The introduction of an implantable cardioverter defibrillator (ICD) in clinical practice has revolutionized our therapeutic approach for both primary and secondary prevention of sudden cardiac death (SCD), as it has proven to be superior to medical therapy in treating potentially life-threatening ventricular arrhythmias and has resulted in reduced mortality rates. However, implantation of a conventional ICD carries a non-negligible risk of periprocedural and long-term complications associated with the transvenous ICD leads. The entirely subcutaneous implantable cardioverter defibrillator (S-ICD) has recently emerged as a therapeutic alternative to the conventional ICD for patients with various cardiopathies and who are at high risk of SCD. The main advantage is the avoidance of vascular access and thus avoidance of complications associated with transvenous leads.
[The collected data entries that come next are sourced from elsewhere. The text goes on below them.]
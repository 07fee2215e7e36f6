//! RGBW colors and the transfer-to-white colorspace.

use serde::{Deserialize, Serialize};

use super::convert::{clip, kelvin_to_rgb};

/// A four-channel ledstrip color. Channel values are levels in `[0, 1]`
/// once passed through [`Rgbw::clipped`].
#[derive(Debug, Clone, Copy, PartialEq, Default, Serialize, Deserialize)]
pub struct Rgbw {
    pub r: f64,
    pub g: f64,
    pub b: f64,
    pub w: f64,
}

impl Rgbw {
    /// All channels off.
    pub const OFF: Rgbw = Rgbw {
        r: 0.0,
        g: 0.0,
        b: 0.0,
        w: 0.0,
    };

    pub fn new(r: f64, g: f64, b: f64, w: f64) -> Self {
        Self { r, g, b, w }
    }

    /// Only the RGB channels lit.
    pub fn rgb(r: f64, g: f64, b: f64) -> Self {
        Self::new(r, g, b, 0.0)
    }

    /// Only the white channel lit.
    pub fn white(w: f64) -> Self {
        Self::new(0.0, 0.0, 0.0, w)
    }

    /// Clamp every channel into `[0, 1]`.
    pub fn clipped(self) -> Self {
        Self::new(clip(self.r), clip(self.g), clip(self.b), clip(self.w))
    }

    /// The clipped channels in ledstrip `calibrationData` order.
    pub fn to_array(self) -> [f64; 4] {
        let c = self.clipped();
        [c.r, c.g, c.b, c.w]
    }

    /// Largest channel value (unclipped).
    pub fn max_channel(&self) -> f64 {
        self.r.max(self.g).max(self.b).max(self.w)
    }

    /// Whether every channel already lies in `[0, 1]`.
    pub fn in_range(&self) -> bool {
        [self.r, self.g, self.b, self.w]
            .iter()
            .all(|c| (0.0..=1.0).contains(c))
    }
}

/// Converts color temperature + brightness into RGBW, moving as much light as
/// possible onto the white LED.
///
/// `white_brightness` is the output of the white LED at full level relative to
/// the RGB LEDs at full level mixing the same temperature. A brightness of 1.0
/// in [`Colorspace::to_rgbw`] means "as bright as the RGB LEDs alone".
#[derive(Debug, Clone, Copy, PartialEq)]
pub struct Colorspace {
    pub white_temperature: f64,
    pub white_brightness: f64,
    white_rgb: [f64; 3],
}

impl Default for Colorspace {
    fn default() -> Self {
        Self::new(4000.0, 1.0)
    }
}

impl Colorspace {
    pub fn new(white_temperature: f64, white_brightness: f64) -> Self {
        let white_rgb = kelvin_to_rgb(white_temperature).map(|c| c * white_brightness);
        Self {
            white_temperature,
            white_brightness,
            white_rgb,
        }
    }

    /// Share of the target that the white LED can carry at brightness 1.
    fn white_share(&self, target: [f64; 3]) -> f64 {
        target
            .iter()
            .zip(self.white_rgb.iter())
            .filter(|(_, &white)| white > 0.0)
            .map(|(t, white)| t / white)
            .fold(f64::INFINITY, f64::min)
    }

    /// RGBW rendering of a white at `temperature` and `brightness`.
    ///
    /// The result is not clipped: channels above 1 mean the requested
    /// brightness cannot be rendered with the correct color.
    pub fn to_rgbw(&self, temperature: f64, brightness: f64) -> Rgbw {
        let target = kelvin_to_rgb(temperature).map(|c| c * brightness.max(0.0));
        let share = self.white_share(target);
        let w = if share.is_finite() { share.min(1.0) } else { 0.0 };
        let residue: Vec<f64> = target
            .iter()
            .zip(self.white_rgb.iter())
            .map(|(t, white)| (t - w * white).max(0.0))
            .collect();
        Rgbw::new(residue[0], residue[1], residue[2], w)
    }

    /// Largest brightness at `temperature` whose RGBW rendering fits in `[0, 1]`.
    pub fn max_level_correct_color(&self, temperature: f64) -> f64 {
        let target = kelvin_to_rgb(temperature);
        let share = self.white_share(target);
        if !share.is_finite() || share <= 0.0 {
            // White LED cannot contribute, RGB alone limits the level
            let max = target.iter().cloned().fold(0.0, f64::max);
            return if max > 0.0 { 1.0 / max } else { 0.0 };
        }

        // While the white LED is not saturated the residue grows linearly
        let slope = target
            .iter()
            .zip(self.white_rgb.iter())
            .map(|(t, white)| t - share * white)
            .fold(0.0, f64::max);
        let saturation = 1.0 / share;
        let linear_limit = if slope > 0.0 { 1.0 / slope } else { f64::INFINITY };
        if linear_limit <= saturation {
            return linear_limit;
        }

        // Past saturation W stays at 1 and the residue carries the rest
        target
            .iter()
            .zip(self.white_rgb.iter())
            .filter(|(t, _)| **t > 0.0)
            .map(|(t, white)| (1.0 + white) / t)
            .fold(f64::INFINITY, f64::min)
    }
}

#[cfg(test)]
mod tests {
    use super::*;

    fn close(a: f64, b: f64) -> bool {
        (a - b).abs() < 1e-9
    }

    #[test]
    fn test_rgbw_clipped() {
        let c = Rgbw::new(-0.1, 0.5, 1.5, 0.9).clipped();
        assert_eq!(c, Rgbw::new(0.0, 0.5, 1.0, 0.9));
        assert!(c.in_range());
        assert_eq!(Rgbw::new(2.0, 0.0, 0.0, -1.0).to_array(), [1.0, 0.0, 0.0, 0.0]);
    }

    #[test]
    fn test_matching_white_goes_entirely_to_w() {
        let space = Colorspace::new(3000.0, 1.0);
        let c = space.to_rgbw(3000.0, 0.6);
        assert!(close(c.w, 0.6));
        assert!(c.r < 1e-9 && c.g < 1e-9 && c.b < 1e-9);
    }

    #[test]
    fn test_white_saturates_then_rgb_takes_over() {
        let space = Colorspace::new(3000.0, 1.0);
        let c = space.to_rgbw(3000.0, 1.5);
        assert!(close(c.w, 1.0));
        assert!(close(c.r, 0.5));
        assert!(c.in_range());
        assert!(close(space.max_level_correct_color(3000.0), 2.0));
    }

    #[test]
    fn test_other_temperature_leaves_residue() {
        let space = Colorspace::new(4000.0, 1.0);
        let c = space.to_rgbw(2700.0, 0.5);
        assert!(c.w > 0.0 && c.w < 0.5);
        // Warmer than the white LED, so red has to be added
        assert!(c.r > 0.0);
        assert!(c.b < 1e-9);
    }

    #[test]
    fn test_dim_white_led_raises_w_level() {
        let bright = Colorspace::new(3000.0, 1.0).to_rgbw(3000.0, 0.4);
        let dim = Colorspace::new(3000.0, 0.5).to_rgbw(3000.0, 0.4);
        assert!(close(bright.w, 0.4));
        assert!(close(dim.w, 0.8));
    }

    #[test]
    fn test_max_level_renders_in_range() {
        let space = Colorspace::new(4000.0, 0.8);
        for temperature in [2200.0, 2700.0, 4000.0, 5500.0, 8000.0] {
            let level = space.max_level_correct_color(temperature);
            assert!(level > 0.0);
            let c = space.to_rgbw(temperature, level);
            assert!(c.max_channel() <= 1.0 + 1e-9, "{} K: {:?}", temperature, c);
            let over = space.to_rgbw(temperature, level * 1.01);
            assert!(over.max_channel() > 1.0, "{} K: {:?}", temperature, over);
        }
    }

    #[test]
    fn test_zero_brightness_is_off() {
        let c = Colorspace::default().to_rgbw(2700.0, 0.0);
        assert_eq!(c, Rgbw::OFF);
    }
}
Patients without pacing indications, such as bradycardia, a need for antitachycardia pacing or cardiac resynchronization, as well as those at higher risk of complications from transvenous lead implantation are perfect candidates for this novel technology. The subcutaneous ICD has proven to be equally safe and effective compared to transvenous ICD systems in early clinical trials. Further technical improvements of the system will likely lead to the expansion of indications and widespread use of this technology. In the present review, we discuss the indications for this system, summarize early clinical experiences and highlight the advantages and disadvantages of this novel technology. In addition, we present the first two cases of subcutaneous cardioverter defibrillator system implantation in Greece.